One electric bike I find particularly interesting from a chassis design point of view is the Brammo Empulse RR. On that machine, the motor is located under the swingarm rather than in what we consider the traditional engine bay, and this turns out to be a favourable arrangement when anti-squat and chain pull is considered.
In a previous blog, I discussed http://www.insidemotorcycles.com/blogs/item/822-gearing-and-anti-squat.html">gearing and anti-squat characteristics. On any motorcycle, the relationship of the top chain run and the swingarm can have a drastic effect on handling. When the motorcycle accelerates, weight transfers to the rear wheel and acts to compress the rear suspension - this is commonly referred to as squat. At the same time, however, the driving force at the rear wheel acts to extend the rear suspension (due to the swingarm angle) and the chain pull is also exerting its own forces.
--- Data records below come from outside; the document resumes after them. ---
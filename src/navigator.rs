//! The view navigator: a finite-state controller over the top-level screens.
//!
//! Screens raise [`Intent`]s; the navigator applies them synchronously. The
//! transition table is total: every (state, intent) pair not listed below is
//! a silent no-op, never an error.
//!
//! | From             | Intent               | To                    |
//! |------------------|----------------------|-----------------------|
//! | Home             | SelectService(s)     | LocationFilter(s)     |
//! | LocationFilter   | ApplyFilters(f)      | ServiceInterface(s,f) |
//! | LocationFilter   | Back                 | Home                  |
//! | ServiceInterface | Back                 | Home                  |
//! | Home             | OpenConversation(c)  | Chat(c)               |
//! | Chat             | Back                 | Home                  |
//!
//! Re-entering Home always clears the selected service, committed filter,
//! and open conversation, so no stale state leaks across selections.
//!
//! The navigator is a plain value type with no UI dependencies so the
//! transition table can be tested in isolation.

use crate::model::{Conversation, LocationFilter, Service};

/// The top-level screens the navigator can be in.
#[derive(Debug, Clone, Copy, PartialEq, Eq)]
pub enum ActiveScreen {
    Home,
    LocationFilter,
    ServiceInterface,
    Chat,
}

/// A user-triggered request to transition the navigator.
#[derive(Debug, Clone)]
pub enum Intent {
    /// Open the location filter for a service (valid from Home)
    SelectService(Service),
    /// Commit the filter and enter the service interface (valid from
    /// LocationFilter with a selected service)
    ApplyFilters(LocationFilter),
    /// Open a private conversation (valid from Home)
    OpenConversation(Conversation),
    /// Return to Home from any non-Home screen
    Back,
}

/// Current screen and its parameters.
///
/// Invariant: a selected service is present exactly when the screen is
/// `LocationFilter` or `ServiceInterface`; Home carries no selection. The
/// committed filter is owned by value - it never aliases a screen's draft.
#[derive(Debug, Clone)]
pub struct Navigator {
    screen: ActiveScreen,
    service: Option<Service>,
    filter: Option<LocationFilter>,
    conversation: Option<Conversation>,
}

impl Navigator {
    /// A fresh navigator on the home screen.
    pub const fn new() -> Self {
        Self {
            screen: ActiveScreen::Home,
            service: None,
            filter: None,
            conversation: None,
        }
    }

    pub const fn screen(&self) -> ActiveScreen {
        self.screen
    }

    pub const fn service(&self) -> Option<&Service> {
        self.service.as_ref()
    }

    pub const fn filter(&self) -> Option<&LocationFilter> {
        self.filter.as_ref()
    }

    pub const fn conversation(&self) -> Option<&Conversation> {
        self.conversation.as_ref()
    }

    /// Apply an intent. Returns `true` if the state changed (the caller
    /// should rebuild the active screen) and `false` for a no-op.
    pub fn apply(&mut self, intent: Intent) -> bool {
        match (self.screen, intent) {
            (ActiveScreen::Home, Intent::SelectService(service)) => {
                self.service = Some(service);
                self.screen = ActiveScreen::LocationFilter;
                true
            }
            (ActiveScreen::LocationFilter, Intent::ApplyFilters(filter)) => {
                if self.service.is_none() {
                    return false;
                }
                self.filter = Some(filter);
                self.screen = ActiveScreen::ServiceInterface;
                true
            }
            (ActiveScreen::Home, Intent::OpenConversation(conversation)) => {
                self.conversation = Some(conversation);
                self.screen = ActiveScreen::Chat;
                true
            }
            (
                ActiveScreen::LocationFilter
                | ActiveScreen::ServiceInterface
                | ActiveScreen::Chat,
                Intent::Back,
            ) => {
                self.reset_home();
                true
            }
            // Everything else is a no-op by contract.
            _ => false,
        }
    }

    fn reset_home(&mut self) {
        self.screen = ActiveScreen::Home;
        self.service = None;
        self.filter = None;
        self.conversation = None;
    }
}

impl Default for Navigator {
    fn default() -> Self {
        Self::new()
    }
}

#[cfg(test)]
mod tests {
    use super::*;
    use crate::catalog::ServiceCatalog;
    use crate::model::FilterField;
    use crate::model::chat::sample_conversations;

    fn service(id: &str) -> Service {
        *ServiceCatalog::new().get(id).expect("known service id")
    }

    #[test]
    fn starts_at_home_with_no_selection() {
        let nav = Navigator::new();
        assert_eq!(nav.screen(), ActiveScreen::Home);
        assert!(nav.service().is_none());
        assert!(nav.filter().is_none());
        assert!(nav.conversation().is_none());
    }

    #[test]
    fn select_service_enters_location_filter() {
        let mut nav = Navigator::new();
        assert!(nav.apply(Intent::SelectService(service("rides"))));
        assert_eq!(nav.screen(), ActiveScreen::LocationFilter);
        assert_eq!(nav.service().map(|s| s.id), Some("rides"));
    }

    #[test]
    fn select_service_outside_home_is_a_no_op() {
        let mut nav = Navigator::new();
        nav.apply(Intent::SelectService(service("rides")));
        assert!(!nav.apply(Intent::SelectService(service("deals"))));
        assert_eq!(nav.service().map(|s| s.id), Some("rides"));
        assert_eq!(nav.screen(), ActiveScreen::LocationFilter);
    }

    #[test]
    fn apply_filters_requires_filter_screen() {
        let mut nav = Navigator::new();
        assert!(!nav.apply(Intent::ApplyFilters(LocationFilter::new())));
        assert_eq!(nav.screen(), ActiveScreen::Home);
    }

    #[test]
    fn apply_filters_commits_a_copy() {
        let mut nav = Navigator::new();
        nav.apply(Intent::SelectService(service("accommodations")));

        let mut draft = LocationFilter::new();
        draft.set(FilterField::State, "California");
        assert!(nav.apply(Intent::ApplyFilters(draft.commit())));
        assert_eq!(nav.screen(), ActiveScreen::ServiceInterface);

        // Navigator state owns its own copy of the filter.
        draft.set(FilterField::State, "Texas");
        assert_eq!(
            nav.filter().map(|f| f.get(FilterField::State)),
            Some("California")
        );
    }

    #[test]
    fn apply_filters_is_idempotent() {
        let mut nav = Navigator::new();
        nav.apply(Intent::SelectService(service("accommodations")));

        let mut draft = LocationFilter::new();
        draft.set(FilterField::City, "Los Angeles");

        nav.apply(Intent::ApplyFilters(draft.commit()));
        let first = nav.filter().cloned();
        nav.apply(Intent::ApplyFilters(draft.commit()));
        assert_eq!(nav.filter().cloned(), first);
        assert_eq!(nav.screen(), ActiveScreen::ServiceInterface);
    }

    #[test]
    fn back_from_service_interface_clears_everything() {
        let mut nav = Navigator::new();
        nav.apply(Intent::SelectService(service("rides")));
        nav.apply(Intent::ApplyFilters(LocationFilter::new()));

        assert!(nav.apply(Intent::Back));
        assert_eq!(nav.screen(), ActiveScreen::Home);
        assert!(nav.service().is_none());
        assert!(nav.filter().is_none());
    }

    #[test]
    fn back_twice_equals_back_once() {
        let mut nav = Navigator::new();
        nav.apply(Intent::SelectService(service("rides")));

        assert!(nav.apply(Intent::Back));
        assert!(!nav.apply(Intent::Back));
        assert_eq!(nav.screen(), ActiveScreen::Home);
    }

    #[test]
    fn open_conversation_enters_chat_and_back_clears_it() {
        let mut nav = Navigator::new();
        let conversation = sample_conversations().remove(0);
        assert!(nav.apply(Intent::OpenConversation(conversation.clone())));
        assert_eq!(nav.screen(), ActiveScreen::Chat);
        assert_eq!(nav.conversation().map(|c| c.id.as_str()), Some("conv-sarah"));

        nav.apply(Intent::Back);
        assert!(nav.conversation().is_none());
    }

    #[test]
    fn open_conversation_outside_home_is_a_no_op() {
        let mut nav = Navigator::new();
        nav.apply(Intent::SelectService(service("rides")));
        let conversation = sample_conversations().remove(0);
        assert!(!nav.apply(Intent::OpenConversation(conversation)));
        assert_eq!(nav.screen(), ActiveScreen::LocationFilter);
    }

    /// End-to-end scenario from the design notes: select Accommodations,
    /// set three filter fields, apply, then back out.
    #[test]
    fn accommodations_filter_scenario() {
        let mut nav = Navigator::new();
        nav.apply(Intent::SelectService(service("accommodations")));
        assert_eq!(nav.screen(), ActiveScreen::LocationFilter);

        let mut draft = LocationFilter::new();
        draft.set(FilterField::State, "California");
        draft.set(FilterField::City, "Los Angeles");
        draft.set(FilterField::Distance, "50 miles");
        assert_eq!(draft.count_active(), 3);

        nav.apply(Intent::ApplyFilters(draft.commit()));
        assert_eq!(nav.screen(), ActiveScreen::ServiceInterface);
        let committed = nav.filter().expect("filter committed");
        assert_eq!(committed.get(FilterField::State), "California");
        assert_eq!(committed.get(FilterField::City), "Los Angeles");
        assert_eq!(committed.get(FilterField::Distance), "50 miles");

        nav.apply(Intent::Back);
        assert_eq!(nav.screen(), ActiveScreen::Home);
        assert!(nav.service().is_none());
    }

    #[test]
    fn last_selected_service_wins_across_sequences() {
        let mut nav = Navigator::new();
        for id in ["rides", "parcel", "deals"] {
            nav.apply(Intent::SelectService(service(id)));
            nav.apply(Intent::Back);
        }
        nav.apply(Intent::SelectService(service("freeitems")));
        assert_eq!(nav.service().map(|s| s.id), Some("freeitems"));
    }
}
By juggling gearing and the swingarm angle - either through an adjustable pivot or by changing ride height - a precise amount of anti-squat can be generated to offset the weight transfer from acceleration and the motorcycle will stay nicely level and composed exiting a corner.
There are several books that go into more detail on squat and anti-squat, and there are different methods of calculating a representative number to use. Most refer to anti-squat as a percentage of squat; for example, a particular layout may give an anti-squat value of 100 percent, indicating that the squat from weight transfer is perfectly offset by the anti-squat forces. Another layout may give 80 percent anti-squat, indicating that not all the squat tendency is offset.
Of course, that is not the full story and finding the perfect amount of anti-squat is not an easy matter. As the suspension compresses through its travel, the swingarm angle and the relationship between the chain run and swingarm pivot changes; on a chain-drive motorcycle with a conventional layout, the end result is that anti-squat decreases as the suspension sinks in its travel. As the rear end squats more and more, there is less anti-squat to offset it, and that nice balance of forces is soon overcome.
Many motorcycles are designed with 100 percent anti-squat at approximately 30mm into the suspension's travel - roughly equivalent to rider sag - with the sacrifice being more anti-squat at the top of the travel and less at the bottom.
Our intuition says that all would be well if the swingarm pivot and countershaft sprocket were aligned. Chain tension would never change over the suspension's travel, and the chain run would remain constant relative to the swingarm. But in actual fact, once the changing swingarm angle is factored in, the optimum location for the countershaft is a few centimetres behind the swingarm pivot. With this layout - the same layout seen on the Empulse RR - anti-squat can be almost perfectly constant over the suspension's travel, leading to improved suspension action and handling.